Following the Review Board's press conference, bishops' conference president Wilton Gregory, Milwaukee Archbishop Timothy Dolan, Minneapolis-St. Paul Archbishop Harry Flynn, and Fr. Ronald Witherup, president of the Conference of Major Superiors of Men, met the press. The bishops reserved the Press Club ballroom for their event, so the crunch of bodies was lessened.

"The terrible history recorded here today is history," said Gregory. "… I assure you that known offenders are not in ministry," he declared. Victim advocates, meanwhile, say that more than 20 abusers with credible allegations against them continue to serve as priests.

What does it all mean?

The victims are unrelenting, critical that bishops still refuse to identify by name the 4,000-plus priestly predators and fearful that the hierarchy will declare victory and move on.

Long-term church observers see progress, not so much because of what the report says (though the findings were generally praised), but because it has been said at all.

"Here we have for the first time a group of undoubtedly responsible top level lay leaders who have devoted almost two years … to examining the way in which the church is governed," Fr. Richard John Neuhaus, editor of First Things, told NCR. The board, said Neuhaus, has "come up with some very serious proposals which are respectful of the church's divine constitution, which are not proposed to advance an agenda … but rather to help the bishops be the kind of leaders they are ordained to be.
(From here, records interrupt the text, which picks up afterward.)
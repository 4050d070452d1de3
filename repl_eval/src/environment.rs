//! Persistent name bindings
//!
//! One environment lives for the whole session; every submission reads and
//! writes the same bindings.

use crate::builtins;
use crate::value::{Namespace, Value};
use std::collections::HashMap;

/// Name to value mapping shared by all evaluations
#[derive(Debug, Clone, Default)]
pub struct Environment {
    bindings: HashMap<String, Value>,
}

impl Environment {
    /// Creates an environment with no bindings at all
    pub fn empty() -> Self {
        Self::default()
    }

    /// Creates an environment holding the core builtins
    pub fn with_builtins() -> Self {
        let mut env = Self::empty();
        for builtin in builtins::core() {
            env.set(builtin.name().to_string(), Value::Builtin(builtin));
        }
        env
    }

    pub fn get(&self, name: &str) -> Option<&Value> {
        self.bindings.get(name)
    }

    pub fn set(&mut self, name: impl Into<String>, value: Value) {
        self.bindings.insert(name.into(), value);
    }

    /// Removes a binding, returning its value if it existed
    pub fn remove(&mut self, name: &str) -> Option<Value> {
        self.bindings.remove(name)
    }

    pub fn contains(&self, name: &str) -> bool {
        self.bindings.contains_key(name)
    }

    /// Binds a namespace under its own name
    pub fn install(&mut self, namespace: Namespace) {
        let name = namespace.name().to_string();
        self.set(name, Value::namespace(namespace));
    }

    pub fn len(&self) -> usize {
        self.bindings.len()
    }

    pub fn is_empty(&self) -> bool {
        self.bindings.is_empty()
    }
}
//! Keyboard device abstraction
//!
//! This module provides a hardware abstraction for the scanning keyboard matrix.
//! It defines the interface that board-specific scanners must provide.
//!
//! ## Philosophy
//!
//! - **Hardware is just a source**: The matrix reports raw positions, not characters
//! - **Not a TTY**: This is not stdin, not a terminal emulator
//! - **Deterministic translation**: Positions map to legends predictably
//! - **Testable**: Can mock hardware via fake implementations
//!
//! ## Design
//!
//! The keyboard interface is minimal:
//! - Poll-based (no interrupts at HAL level)
//! - Returns raw press/release transitions
//! - Translation to logical keys happens in `keyboard_translation`

/// Number of rows in the keyboard matrix
pub const MATRIX_ROWS: u8 = 4;

/// Number of columns in the keyboard matrix
pub const MATRIX_COLS: u8 = 14;

/// Hardware scancode representation
///
/// A position in the keyboard matrix. The scanner may report positions
/// outside the matrix (line noise, a different board revision); those are
/// representable here and rejected during translation.
#[derive(Debug, Clone, Copy, PartialEq, Eq, Hash)]
pub struct HalScancode {
    row: u8,
    col: u8,
}

impl HalScancode {
    /// Creates a scancode for a matrix position
    pub const fn new(row: u8, col: u8) -> Self {
        Self { row, col }
    }

    /// Returns the matrix row
    pub fn row(&self) -> u8 {
        self.row
    }

    /// Returns the matrix column
    pub fn col(&self) -> u8 {
        self.col
    }

    /// Returns true if the position lies inside the matrix
    pub fn is_valid(&self) -> bool {
        self.row < MATRIX_ROWS && self.col < MATRIX_COLS
    }

    /// Returns the flat index of this position, if it lies inside the matrix
    pub fn index(&self) -> Option<usize> {
        if self.is_valid() {
            Some(self.row as usize * MATRIX_COLS as usize + self.col as usize)
        } else {
            None
        }
    }
}

/// Hardware keyboard event
///
/// This represents a raw matrix transition before translation to a
/// logical key.
///
/// **NOTE**: This type should NOT leak outside the key decoder.
#[derive(Debug, Clone, Copy, PartialEq, Eq)]
pub struct HalKeyEvent {
    /// Matrix position reported by the scanner
    pub scancode: HalScancode,

    /// Whether the key was pressed (true) or released (false)
    pub pressed: bool,

    /// Optional timestamp in nanoseconds (if the scanner provides it)
    pub timestamp_ns: Option<u64>,
}

impl HalKeyEvent {
    /// Creates a new keyboard event for a matrix position
    pub fn new(row: u8, col: u8, pressed: bool) -> Self {
        Self {
            scancode: HalScancode::new(row, col),
            pressed,
            timestamp_ns: None,
        }
    }

    /// Creates a new keyboard event with explicit scancode
    pub fn with_scancode(scancode: HalScancode, pressed: bool) -> Self {
        Self {
            scancode,
            pressed,
            timestamp_ns: None,
        }
    }

    /// Attaches a timestamp to this event
    pub fn at(mut self, timestamp_ns: u64) -> Self {
        self.timestamp_ns = Some(timestamp_ns);
        self
    }

    /// Returns true if this is a key press event
    pub fn is_pressed(&self) -> bool {
        self.pressed
    }

    /// Returns true if this is a key release event
    pub fn is_released(&self) -> bool {
        !self.pressed
    }
}

/// Keyboard device trait
///
/// Board-specific scanners provide keyboard input via this trait.
///
/// ## Implementation Notes
///
/// - **Poll-based**: Call `poll_event()` to check for new transitions
/// - **Non-blocking**: Returns `None` if nothing changed
/// - **Raw positions**: Events contain matrix positions, not characters
/// - **Stateless**: Device does not track modifier state or debouncing
pub trait KeyboardDevice {
    /// Polls for a keyboard event
    ///
    /// Returns `Some(event)` if a transition is available, or `None` if
    /// there are no pending events.
    ///
    /// This method is non-blocking and returns immediately.
    fn poll_event(&mut self) -> Option<HalKeyEvent>;
}

impl<K: KeyboardDevice + ?Sized> KeyboardDevice for Box<K> {
    fn poll_event(&mut self) -> Option<HalKeyEvent> {
        (**self).poll_event()
    }
}

impl<K: KeyboardDevice + ?Sized> KeyboardDevice for &mut K {
    fn poll_event(&mut self) -> Option<HalKeyEvent> {
        (**self).poll_event()
    }
}

#[cfg(test)]
mod tests {
    use super::*;

    #[test]
    fn test_hal_key_event_creation() {
        let event = HalKeyEvent::new(2, 2, true);
        assert_eq!(event.scancode, HalScancode::new(2, 2));
        assert!(event.is_pressed());
        assert!(!event.is_released());
        assert_eq!(event.timestamp_ns, None);
    }

    #[test]
    fn test_hal_key_event_with_timestamp() {
        let event = HalKeyEvent::new(2, 2, false).at(123456789);
        assert!(event.is_released());
        assert_eq!(event.timestamp_ns, Some(123456789));
    }

    #[test]
    fn test_scancode_bounds() {
        assert!(HalScancode::new(0, 0).is_valid());
        assert!(HalScancode::new(3, 13).is_valid());
        assert!(!HalScancode::new(4, 0).is_valid());
        assert!(!HalScancode::new(0, 14).is_valid());
    }

    #[test]
    fn test_scancode_index() {
        assert_eq!(HalScancode::new(0, 0).index(), Some(0));
        assert_eq!(HalScancode::new(1, 0).index(), Some(14));
        assert_eq!(HalScancode::new(3, 13).index(), Some(55));
        assert_eq!(HalScancode::new(9, 9).index(), None);
    }

    /// Fake keyboard device for testing
    struct FakeKeyboard {
        events: Vec<HalKeyEvent>,
        index: usize,
    }

    impl FakeKeyboard {
        fn new(events: Vec<HalKeyEvent>) -> Self {
            Self { events, index: 0 }
        }
    }

    impl KeyboardDevice for FakeKeyboard {
        fn poll_event(&mut self) -> Option<HalKeyEvent> {
            let event = self.events.get(self.index).copied();
            if event.is_some() {
                self.index += 1;
            }
            event
        }
    }

    #[test]
    fn test_fake_keyboard_device() {
        let events = vec![
            HalKeyEvent::new(2, 2, true),
            HalKeyEvent::new(2, 2, false),
            HalKeyEvent::new(3, 7, true),
        ];

        let mut keyboard = FakeKeyboard::new(events.clone());

        assert_eq!(keyboard.poll_event(), Some(events[0]));
        assert_eq!(keyboard.poll_event(), Some(events[1]));
        assert_eq!(keyboard.poll_event(), Some(events[2]));
        assert_eq!(keyboard.poll_event(), None);
        assert_eq!(keyboard.poll_event(), None);
    }

    #[test]
    fn test_keyboard_device_trait_objects() {
        let mut keyboard: Box<dyn KeyboardDevice> =
            Box::new(FakeKeyboard::new(vec![HalKeyEvent::new(2, 13, true)]));

        assert!(keyboard.poll_event().is_some());
        assert!(keyboard.poll_event().is_none());

        fn drain<K: KeyboardDevice>(mut keyboard: K) -> usize {
            let mut count = 0;
            while keyboard.poll_event().is_some() {
                count += 1;
            }
            count
        }

        let mut inner = FakeKeyboard::new(vec![
            HalKeyEvent::new(0, 13, true),
            HalKeyEvent::new(0, 13, false),
        ]);
        assert_eq!(drain(&mut inner), 2);
        assert!(inner.poll_event().is_none());
    }
}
I don't think we've ever had this before."

Author Eugene Kennedy called the report "a remarkable achievement," which demonstrates the "theological sophistication" of the American laity. Fr. Donald Cozzens, author of Sacred Silence: Denial and Crisis in the Church, said the board provided an "important service to the church and to society." Said Cozzens, "I hope it signals a new day for the laity, who are calling the bishops to be faithful to what they said they would do."

Bob Bennett agreed to serve on the National Review Board, he told NCR, as "payback." The debt was owed to the Jesuits at Brooklyn Prep High School, who noticed his verbal skills and turned him into a champion debater. His debt paid, Bennett plans to leave the board in June.
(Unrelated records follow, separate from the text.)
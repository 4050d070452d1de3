//! # Hardware Abstraction Layer (HAL)
//!
//! This crate defines the hardware seams of the REPL console.
//!
//! ## Philosophy
//!
//! **The console core never touches hardware directly.**
//!
//! Display bring-up, SPI, backlight GPIO and the keyboard matrix scanner are
//! device concerns. The console sees them only through the traits here.
//!
//! ## Design Principles
//!
//! 1. **Trait-based**: Keyboard, display and delay are traits
//! 2. **Poll-based**: Nothing blocks except an explicit `Delay`
//! 3. **Deterministic translation**: Scan codes map to logical keys predictably
//! 4. **Testable**: Every trait can be faked with a few lines of code

pub mod display;
pub mod keyboard;
pub mod keyboard_translation;
pub mod timer;

pub use display::{ConsoleDisplay, DisplayColor, DisplayGeometry};
pub use keyboard::{HalKeyEvent, HalScancode, KeyboardDevice, MATRIX_COLS, MATRIX_ROWS};
pub use keyboard_translation::{
    legend_at, scancode_for_char, scancode_for_key, scancode_for_modifier, KeyLegend, KeyboardTranslator, ModifierState,
    DEFAULT_DEBOUNCE_MS,
};
pub use timer::Delay;
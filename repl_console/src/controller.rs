//! Console controller
//!
//! Owns all console state and maps each logical key to an editing action
//! or a submission. The transcript is redrawn only when it changed.

use crate::bridge::{EvaluationOutcome, EvaluatorBridge};
use crate::decoder::KeyDecoder;
use console_core::{
    Banner, InputLine, Palette, ScrollbackBuffer, Style, StyledText, DEFAULT_COLS,
    DEFAULT_MAX_LINES,
};
use hal::{ConsoleDisplay, Delay, KeyboardDevice};
use input_types::LogicalKey;
use log::{info, trace, warn};
use repl_eval::Evaluator;

/// Default pause between polls
pub const DEFAULT_POLL_INTERVAL_MS: u64 = 5;

/// Layout and appearance of a console
#[derive(Debug, Clone, PartialEq)]
pub struct ControllerOptions {
    pub cols: usize,
    pub max_lines: usize,
    pub poll_interval_ms: u64,
    pub max_input_len: Option<usize>,
    pub banner: Banner,
    pub palette: Palette,
}

impl Default for ControllerOptions {
    fn default() -> Self {
        Self {
            cols: DEFAULT_COLS,
            max_lines: DEFAULT_MAX_LINES,
            poll_interval_ms: DEFAULT_POLL_INTERVAL_MS,
            max_input_len: None,
            banner: Banner::default(),
            palette: Palette::default(),
        }
    }
}

/// The REPL console
pub struct ConsoleController<K, D, E> {
    decoder: KeyDecoder<K>,
    display: D,
    bridge: EvaluatorBridge<E>,
    scrollback: ScrollbackBuffer,
    input: InputLine,
    palette: Palette,
    poll_interval_ms: u64,
}

impl<K, D, E> ConsoleController<K, D, E>
where
    K: KeyboardDevice,
    D: ConsoleDisplay,
    E: Evaluator,
{
    /// Creates a console with default options
    pub fn new(decoder: KeyDecoder<K>, display: D, evaluator: E) -> Self {
        Self::with_options(decoder, display, evaluator, ControllerOptions::default())
    }

    /// Creates a console, shows the banner and draws both views
    pub fn with_options(
        decoder: KeyDecoder<K>,
        display: D,
        evaluator: E,
        options: ControllerOptions,
    ) -> Self {
        let input = match options.max_input_len {
            Some(max) => InputLine::with_max_len(max),
            None => InputLine::new(),
        };

        let mut controller = Self {
            decoder,
            display,
            bridge: EvaluatorBridge::new(evaluator),
            scrollback: ScrollbackBuffer::new(options.cols, options.max_lines),
            input,
            palette: options.palette,
            poll_interval_ms: options.poll_interval_ms,
        };

        for line in options.banner.lines() {
            controller.push(StyledText::dim(line.as_str()));
        }
        controller.draw_scrollback();
        controller.draw_input();
        info!(
            "console ready ({}x{})",
            controller.scrollback.cols(),
            controller.scrollback.max_lines()
        );
        controller
    }

    /// Polls the keyboard once and applies the decoded key
    pub fn step(&mut self) -> LogicalKey {
        let key = self.decoder.poll();
        self.handle_key(key);
        key
    }

    /// Applies one logical key
    ///
    /// Returns false for `LogicalKey::None`, which changes nothing.
    pub fn handle_key(&mut self, key: LogicalKey) -> bool {
        match key {
            LogicalKey::None => return false,
            LogicalKey::Enter => self.submit(),
            LogicalKey::Backspace => {
                self.input.backspace();
            }
            LogicalKey::Tab => self.input.append("  "),
            LogicalKey::Space => self.input.append(" "),
            LogicalKey::Char(c) => {
                let mut buf = [0u8; 4];
                self.input.append(c.encode_utf8(&mut buf));
            }
        }
        trace!("key {} -> input {:?}", key, self.input.as_str());
        self.draw_input();
        true
    }

    /// Polls forever, pausing between polls
    pub fn run<T: Delay>(&mut self, delay: &mut T) -> ! {
        loop {
            self.step();
            delay.delay_ms(self.poll_interval_ms);
        }
    }

    fn submit(&mut self) {
        let line = self.input.clear();
        info!("submit {:?}", line);

        self.push(StyledText::echo(&line));
        let outcome = self.bridge.submit(&line);
        for printed in self.bridge.take_output() {
            self.push(StyledText::normal(printed));
        }
        match outcome {
            EvaluationOutcome::Value(text) => self.push(StyledText::normal(text)),
            EvaluationOutcome::NoValue => {}
            EvaluationOutcome::Error(message) => {
                warn!("evaluation failed: {}", message);
                self.push(StyledText::alert(&message));
            }
        }
        self.draw_scrollback();
    }

    fn push(&mut self, text: StyledText) {
        self.scrollback.push(&text.text, text.style);
    }

    fn draw_scrollback(&mut self) {
        let color = self.palette.color(self.scrollback.style());
        self.display
            .render_scrollback(&self.scrollback.render(), color);
    }

    fn draw_input(&mut self) {
        self.display.render_input_line(&self.input.render());
    }

    pub fn scrollback(&self) -> &ScrollbackBuffer {
        &self.scrollback
    }

    pub fn input(&self) -> &InputLine {
        &self.input
    }

    /// Current transcript style
    pub fn style(&self) -> Style {
        self.scrollback.style()
    }

    pub fn palette(&self) -> &Palette {
        &self.palette
    }

    pub fn poll_interval_ms(&self) -> u64 {
        self.poll_interval_ms
    }

    pub fn display(&self) -> &D {
        &self.display
    }

    pub fn display_mut(&mut self) -> &mut D {
        &mut self.display
    }

    pub fn decoder(&self) -> &KeyDecoder<K> {
        &self.decoder
    }

    pub fn decoder_mut(&mut self) -> &mut KeyDecoder<K> {
        &mut self.decoder
    }

    pub fn evaluator_mut(&mut self) -> &mut E {
        self.bridge.evaluator_mut()
    }
}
And what does he think the bishops will do with the work he shepherded?

"I am by no means confident that they [the bishops] will make the basic changes they have to be made in governance," said Bennett. "And at the end of the day, if they don't, I think there are going to be … other problems."

*****

Speaking of the usual suspects, President Bush met Feb. 18 with a group of conservative Catholics. The ever-present Deal Hudson, publisher of Crisis Magazine and chairman of the Bush campaign's Catholic outreach effort was there, as were William Donohue, president of the Catholic League for Religious and Civil Rights, former Reagan and Bush I speechwriter Peggy Noonan, Kathryn Jean Lopez, associate editor of National Review magazine, and Vincentian Fr. David O'Connell, president of Catholic University.

No members of the hierarchy attended.

Lopez offered this review on National Review's Web site: "The president, who was two seats across from me and made eye contact with me often (as he made a point to with everyone) exuded confidence and discipline and passion. He talked about very many issues in a 50-something-minute meeting (which I gather was planned to be much shorter), but there was no doubt that war is foremost on his mind -- the security of this nation he swore to protect and defend and all. Hearing him … you realize just how grave the threat we face every day, and the constant, daily decision-making that happens."
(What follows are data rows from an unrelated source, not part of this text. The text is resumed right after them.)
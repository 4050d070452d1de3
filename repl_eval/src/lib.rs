//! # REPL Evaluator
//!
//! A small expression/statement interpreter for the handheld REPL.
//!
//! ## Grammar
//!
//! A dynamically typed, Python-flavored subset: numbers, strings, booleans
//! and `None`; arithmetic, comparisons and boolean logic; calls to
//! built-in functions; attribute access on host namespaces; and
//! `;`-separated statements (`name = expr`, augmented assignment, `del`,
//! `pass`, expression statements).
//!
//! ## Evaluation model
//!
//! Callers see two entry points. `eval_expression` accepts exactly one
//! expression and yields its value; `exec_statements` runs statements for
//! their effects. Both read and write one persistent `Environment`. Text
//! printed during either call is buffered until `take_output`.

pub mod ast;
pub mod builtins;
pub mod environment;
pub mod error;
pub mod interpreter;
pub mod lexer;
pub mod ops;
pub mod parser;
pub mod value;

pub use environment::Environment;
pub use error::{ErrorKind, EvalError, RuntimeError, SyntaxError};
pub use interpreter::Interpreter;
pub use value::{Args, Builtin, Namespace, Output, Value, MAX_STRING_LEN};

/// An interpreter the console can drive
///
/// Implementations must keep state between calls: a name bound by
/// `exec_statements` is visible to later calls of either method.
pub trait Evaluator {
    /// Evaluates `source` as a single expression
    ///
    /// Returns `Ok(None)` when the expression produced no value. Text that
    /// is not an expression fails with `EvalError::Syntax`.
    fn eval_expression(&mut self, source: &str) -> Result<Option<Value>, EvalError>;

    /// Executes `source` as a statement sequence
    fn exec_statements(&mut self, source: &str) -> Result<(), EvalError>;

    /// Drains text printed since the last call
    fn take_output(&mut self) -> Vec<String>;
}

impl<E: Evaluator + ?Sized> Evaluator for Box<E> {
    fn eval_expression(&mut self, source: &str) -> Result<Option<Value>, EvalError> {
        (**self).eval_expression(source)
    }

    fn exec_statements(&mut self, source: &str) -> Result<(), EvalError> {
        (**self).exec_statements(source)
    }

    fn take_output(&mut self) -> Vec<String> {
        (**self).take_output()
    }
}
Noonan, writing in the Wall Street Journal, was equally fawning. "The president bounded into the Roosevelt Room at 10:30 on a weekday morning with a flurry of aides behind him. He looked tanned, rested and perhaps preoccupied. He walked around the table and shook hands with everyone. Then he did something surprising. He sat down at the big brown meeting table and instead of offering an opening comment and then taking questions, as I'd expected, he simply talked to us about how he sees the world. He did this for 45 minutes. He was funny and frank."